Hi Björn, On Jul 22, 2014, at 6:01 PM, Björn Grüning <bjoern.gruening@gmail.com> wrote:
Hi Greg,
thanks for the clarification. Please see my comments below.
On Jul 20, 2014, at 3:22 PM, Peter Cock <p.j.a.cock@googlemail.com> wrote:
On Sun, Jul 20, 2014 at 6:23 PM, Björn Grüning <bjoern@gruenings.eu> wrote:
Hi,
single datatype definitions only work if you haven’t defined any converters. Let's assume I have a datatype X and want to ship a X -> Y converter (Y -> X is also possible), we will end up with a dependency loop, or? The X repository will depend on the Y repository, but Y is depending on X, because we want to include a Y -> X converter.
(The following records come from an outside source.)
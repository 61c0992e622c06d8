//! # Structured-Key Storage
//!
//! Durable per-actor storage addressed by multi-part keys such as
//! `["users", 42, "profile"]`. Components are self-describing [`Value`]s, and
//! keys sort by a total structural order that the wire encoding preserves, so
//! prefix and range listing happen on raw bytes inside the engine.
//!
//! ## Structure
//!
//! - [`key`] - [`Value`], [`Key`] and their order
//! - [`codec`] - Order-preserving [`WireKey`] encoding
//! - [`entry`] - Record [`Format`]s and value (de)serialization
//! - [`list`] - [`ListOptions`] validation
//! - [`map`] - [`KeyMap`] results with structural lookup
//! - [`client`] - [`KvClient`], the typed front end
//! - [`driver`] - [`KvDriver`], the engine seam
//! - [`memory`] - [`MemoryKv`], an in-memory engine run as a service actor
//! - [`mock`] - Expectation builders for [`MockClient`](crate::framework::mock::MockClient)
//!
//! ## Usage
//!
//! ```rust
//! use actor_manager::kv::{self, GetOptions, Key, ListOptions, PutOptions, Value};
//!
//! #[tokio::main]
//! async fn main() -> Result<(), Box<dyn std::error::Error>> {
//!     let (engine, kv) = kv::new(32);
//!     tokio::spawn(engine.run());
//!
//!     kv.put(Key::from(["users", "ada"]), Value::from(36), PutOptions::default()).await?;
//!     kv.put(Key::from(["users", "bob"]), Value::from(41), PutOptions::default()).await?;
//!
//!     let users = kv.list(ListOptions::new().prefix(Key::single("users"))).await?;
//!     assert_eq!(users.len(), 2);
//!
//!     let ada = kv.get(Key::from(["users", "ada"]), GetOptions::default()).await?;
//!     assert_eq!(ada.map(|e| e.into_value()), Some(Value::from(36)));
//!     Ok(())
//! }
//! ```

pub mod client;
pub mod codec;
pub mod driver;
pub mod entry;
pub mod error;
pub mod key;
pub mod list;
pub mod map;
pub mod memory;
pub mod mock;

pub use client::{GetOptions, KvClient, PutOptions};
pub use codec::{decode, encode, WireKey};
pub use driver::{KvDriver, ListQuery, RawEntry};
pub use entry::{Entry, Format};
pub use error::KvError;
pub use key::{compare, equal, Handle, Key, Value};
pub use list::ListOptions;
pub use map::KeyMap;
pub use memory::{EngineClient, KvRequest, MemoryKv};

use crate::framework::ServiceActor;

/// Storage client backed by the in-memory engine.
pub type MemoryKvClient = KvClient<EngineClient>;

/// Creates a new in-memory storage engine and a client for it.
pub fn new(buffer_size: usize) -> (ServiceActor<MemoryKv>, MemoryKvClient) {
    let (engine, client) = ServiceActor::new(buffer_size, MemoryKv::new());
    (engine, KvClient::new(client))
}
//! # Key Codec
//!
//! Order-preserving byte encoding of [`Key`]s: for any keys `a` and `b`,
//! `encode(a).cmp(&encode(b)) == a.cmp(b)`. The storage engine only ever sees
//! [`WireKey`]s, and prefix and range listing are plain byte comparisons.
//!
//! ## Layout
//!
//! A key is the concatenation of its component encodings. Each component starts
//! with a kind tag:
//!
//! | Tag | Kind | Payload |
//! |-----|------|---------|
//! | `0x01` | undefined | - |
//! | `0x02` | null | - |
//! | `0x03` | false | - |
//! | `0x04` | true | - |
//! | `0x05` | number | 8 bytes, sign-adjusted IEEE bits |
//! | `0x06` | bigint | 16 bytes, sign-flipped two's complement |
//! | `0x07` | string | escaped UTF-8, `0x00` terminated |
//! | `0x08` | bytes | escaped bytes, `0x00` terminated |
//! | `0x09` | array | elements, then `0x00` |
//! | `0x0A` | object | `0x01` + escaped key + value per entry, then `0x00` |
//!
//! Escaping writes `0x00` as `0x00 0xFF`. No tag is `0x00` or `0xFF`, so every
//! component encoding is self-delimiting and a key's encoding is a byte prefix
//! of the encoding of every key extending it.

use super::error::KvError;
use super::key::{Key, Value};
use std::collections::BTreeMap;
use std::fmt;

const TAG_UNDEFINED: u8 = 0x01;
const TAG_NULL: u8 = 0x02;
const TAG_FALSE: u8 = 0x03;
const TAG_TRUE: u8 = 0x04;
const TAG_NUMBER: u8 = 0x05;
const TAG_BIGINT: u8 = 0x06;
const TAG_STRING: u8 = 0x07;
const TAG_BYTES: u8 = 0x08;
const TAG_ARRAY: u8 = 0x09;
const TAG_OBJECT: u8 = 0x0A;

const END: u8 = 0x00;
const ESCAPE: u8 = 0xFF;
const ENTRY: u8 = 0x01;

const SIGN_BIT: u64 = 1 << 63;
const BIGINT_SIGN_BIT: u128 = 1 << 127;

/// An encoded key, as stored by the engine.
#[derive(Debug, Clone, Default, PartialEq, Eq, PartialOrd, Ord, Hash)]
pub struct WireKey(Vec<u8>);

impl WireKey {
    pub fn from_bytes(bytes: Vec<u8>) -> Self {
        Self(bytes)
    }

    pub fn as_bytes(&self) -> &[u8] {
        &self.0
    }

    pub fn into_bytes(self) -> Vec<u8> {
        self.0
    }

    pub fn starts_with(&self, prefix: &WireKey) -> bool {
        self.0.starts_with(&prefix.0)
    }
}

impl fmt::Display for WireKey {
    fn fmt(&self, f: &mut fmt::Formatter<'_>) -> fmt::Result {
        for byte in &self.0 {
            write!(f, "{byte:02x}")?;
        }
        Ok(())
    }
}

/// Encodes a key.
///
/// Fails with [`KvError::TypeNotSerializable`] if any component holds a
/// [`Handle`](super::Handle).
pub fn encode(key: &Key) -> Result<WireKey, KvError> {
    let mut out = Vec::new();
    for component in key.components() {
        encode_value(component, &mut out).map_err(|type_name| KvError::TypeNotSerializable {
            type_name,
            key: key.to_string(),
            reason: "platform handles cannot be used in keys".into(),
        })?;
    }
    Ok(WireKey(out))
}

/// Decodes bytes produced by [`encode`].
pub fn decode(wire: &WireKey) -> Result<Key, KvError> {
    let mut reader = Reader {
        bytes: wire.as_bytes(),
        pos: 0,
    };
    let mut components = Vec::new();
    while !reader.done() {
        let value = reader.value().map_err(|reason| KvError::DeserializeFailed {
            key: wire.to_string(),
            reason,
            retry_with: None,
        })?;
        components.push(value);
    }
    Ok(Key::new(components))
}

/// Returns the handle's kind on failure.
fn encode_value(value: &Value, out: &mut Vec<u8>) -> Result<(), String> {
    match value {
        Value::Undefined => out.push(TAG_UNDEFINED),
        Value::Null => out.push(TAG_NULL),
        Value::Bool(false) => out.push(TAG_FALSE),
        Value::Bool(true) => out.push(TAG_TRUE),
        Value::Number(n) => {
            out.push(TAG_NUMBER);
            let bits = n.to_bits();
            let ordered = if bits & SIGN_BIT == 0 {
                bits ^ SIGN_BIT
            } else {
                !bits
            };
            out.extend_from_slice(&ordered.to_be_bytes());
        }
        Value::BigInt(n) => {
            out.push(TAG_BIGINT);
            let ordered = (*n as u128) ^ BIGINT_SIGN_BIT;
            out.extend_from_slice(&ordered.to_be_bytes());
        }
        Value::String(s) => {
            out.push(TAG_STRING);
            escape(s.as_bytes(), out);
        }
        Value::Bytes(b) => {
            out.push(TAG_BYTES);
            escape(b, out);
        }
        Value::Array(items) => {
            out.push(TAG_ARRAY);
            for item in items {
                encode_value(item, out)?;
            }
            out.push(END);
        }
        Value::Object(entries) => {
            out.push(TAG_OBJECT);
            for (k, v) in entries {
                out.push(ENTRY);
                escape(k.as_bytes(), out);
                encode_value(v, out)?;
            }
            out.push(END);
        }
        Value::Handle(handle) => return Err(handle.kind.clone()),
    }
    Ok(())
}

fn escape(bytes: &[u8], out: &mut Vec<u8>) {
    for &b in bytes {
        out.push(b);
        if b == END {
            out.push(ESCAPE);
        }
    }
    out.push(END);
}

struct Reader<'a> {
    bytes: &'a [u8],
    pos: usize,
}

impl Reader<'_> {
    fn done(&self) -> bool {
        self.pos >= self.bytes.len()
    }

    fn byte(&mut self) -> Result<u8, String> {
        let b = *self
            .bytes
            .get(self.pos)
            .ok_or_else(|| format!("unexpected end of key at byte {}", self.pos))?;
        self.pos += 1;
        Ok(b)
    }

    fn peek(&self) -> Option<u8> {
        self.bytes.get(self.pos).copied()
    }

    fn array<const N: usize>(&mut self) -> Result<[u8; N], String> {
        let end = self.pos + N;
        let slice = self
            .bytes
            .get(self.pos..end)
            .ok_or_else(|| format!("truncated {N}-byte payload at byte {}", self.pos))?;
        self.pos = end;
        let mut out = [0u8; N];
        out.copy_from_slice(slice);
        Ok(out)
    }

    fn unescape(&mut self) -> Result<Vec<u8>, String> {
        let mut out = Vec::new();
        loop {
            let b = self.byte()?;
            if b != END {
                out.push(b);
            } else if self.peek() == Some(ESCAPE) {
                self.pos += 1;
                out.push(END);
            } else {
                return Ok(out);
            }
        }
    }

    fn string(&mut self) -> Result<String, String> {
        String::from_utf8(self.unescape()?).map_err(|e| format!("invalid UTF-8 in string: {e}"))
    }

    fn value(&mut self) -> Result<Value, String> {
        let tag = self.byte()?;
        let value = match tag {
            TAG_UNDEFINED => Value::Undefined,
            TAG_NULL => Value::Null,
            TAG_FALSE => Value::Bool(false),
            TAG_TRUE => Value::Bool(true),
            TAG_NUMBER => {
                let ordered = u64::from_be_bytes(self.array()?);
                let bits = if ordered & SIGN_BIT != 0 {
                    ordered ^ SIGN_BIT
                } else {
                    !ordered
                };
                Value::Number(f64::from_bits(bits))
            }
            TAG_BIGINT => {
                let ordered = u128::from_be_bytes(self.array()?);
                Value::BigInt((ordered ^ BIGINT_SIGN_BIT) as i128)
            }
            TAG_STRING => Value::String(self.string()?),
            TAG_BYTES => Value::Bytes(self.unescape()?),
            TAG_ARRAY => {
                let mut items = Vec::new();
                while self.peek() != Some(END) {
                    items.push(self.value()?);
                }
                self.pos += 1;
                Value::Array(items)
            }
            TAG_OBJECT => {
                let mut entries = BTreeMap::new();
                loop {
                    match self.byte()? {
                        END => break,
                        ENTRY => {
                            let k = self.string()?;
                            let v = self.value()?;
                            entries.insert(k, v);
                        }
                        other => return Err(format!("bad object marker {other:#04x}")),
                    }
                }
                Value::Object(entries)
            }
            other => return Err(format!("unknown type tag {other:#04x} at byte {}", self.pos - 1)),
        };
        Ok(value)
    }
}

#[cfg(test)]
mod tests {
    use super::*;
    use crate::kv::key::Handle;

    fn key(components: Vec<Value>) -> Key {
        Key::new(components)
    }

    fn sample_keys() -> Vec<Key> {
        vec![
            key(vec![]),
            key(vec![Value::Undefined]),
            key(vec![Value::Null]),
            key(vec![Value::Bool(false)]),
            key(vec![Value::Bool(true)]),
            key(vec![Value::Number(f64::NEG_INFINITY)]),
            key(vec![Value::Number(-2.5)]),
            key(vec![Value::Number(-0.0)]),
            key(vec![Value::Number(0.0)]),
            key(vec![Value::Number(1.0)]),
            key(vec![Value::Number(1e300)]),
            key(vec![Value::BigInt(-5)]),
            key(vec![Value::BigInt(5)]),
            key(vec![Value::from("")]),
            key(vec![Value::from("a")]),
            key(vec![Value::from("a"), Value::Null]),
            key(vec![Value::from("a\0")]),
            key(vec![Value::from("a\u{1}")]),
            key(vec![Value::from("b")]),
            key(vec![Value::bytes(vec![0u8])]),
            key(vec![Value::Array(vec![])]),
            key(vec![Value::Array(vec![Value::from(1)])]),
            key(vec![Value::Array(vec![Value::from(1), Value::from(2)])]),
            key(vec![Value::object([("a", 1)])]),
            key(vec![Value::object([("a", 1), ("b", 0)])]),
            key(vec![Value::object([("ab", 0)])]),
        ]
    }

    #[test]
    fn test_encoding_preserves_order() {
        let keys = sample_keys();
        for a in &keys {
            for b in &keys {
                let (wa, wb) = (encode(a).unwrap(), encode(b).unwrap());
                assert_eq!(wa.cmp(&wb), a.cmp(b), "{a} vs {b}");
            }
        }
    }

    #[test]
    fn test_decode_inverts_encode() {
        for k in sample_keys() {
            assert_eq!(decode(&encode(&k).unwrap()).unwrap(), k);
        }
    }

    #[test]
    fn test_prefix_key_encodes_to_byte_prefix() {
        let parent = key(vec![Value::from("users"), Value::from(7)]);
        let child = parent.clone().join(Value::object([("field", "name")]));
        assert!(encode(&child).unwrap().starts_with(&encode(&parent).unwrap()));
    }

    #[test]
    fn test_handle_is_rejected() {
        let k = key(vec![Value::from("socket"), Handle::new("TcpStream", 3).into()]);
        match encode(&k) {
            Err(KvError::TypeNotSerializable { type_name, .. }) => assert_eq!(type_name, "TcpStream"),
            other => panic!("expected TypeNotSerializable, got {other:?}"),
        }
    }

    #[test]
    fn test_malformed_bytes_fail() {
        for bytes in [vec![0x05, 0x00], vec![0x07, b'a'], vec![0x42], vec![0x0A, 0x07]] {
            let err = decode(&WireKey::from_bytes(bytes)).unwrap_err();
            assert!(matches!(err, KvError::DeserializeFailed { .. }));
        }
    }
}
Any idea how to solve that?
I don't see a problem here, so I'm hoping I'm correctly understanding the issue.
If we have:
repo_x contains the single datatype X repo_y contains the single datatype Y repo_x_to_y_converter contains a tool that converts datatype X to datatype Y (this repository also defines 2 dependency relationships, one to repo_x and another to repo_y) repo_y_to_x_cenverter contains a tool that converts datatype Y to datatype X (this repository also defines 2 dependency relationships, one to repo_x and another to repo_y)
Now if we want to install both the repo_x_to_y_converter and the repo_y_to_x_cenverter automatically whenever either one is installed, we have 2 options:
1) define a 3rd dependency relationshiop for repo_x_to_y_converter to depend on repo_y_to_x_cenverter and, similarly a 3rd dependency relationshiop for repo_y_to_x_cenverter on repo_x_to_y_converter. This does indeed create a circular repository dependency relationship, but the Tool Shed installation process will handle it correctly, installing all 4 repositories with proper dependency relationships created between them
Does that mean, circular dependencies will be no problem at all?
Yes, the Tool Shed handles circular dependency definitions of any variety, so circular dependency definitions pose no problem.
Do you consider including the converters into the datatypes as best-practise? (These converters are implicit-galaxy-converters). I would have only two repositories with circular dependencies.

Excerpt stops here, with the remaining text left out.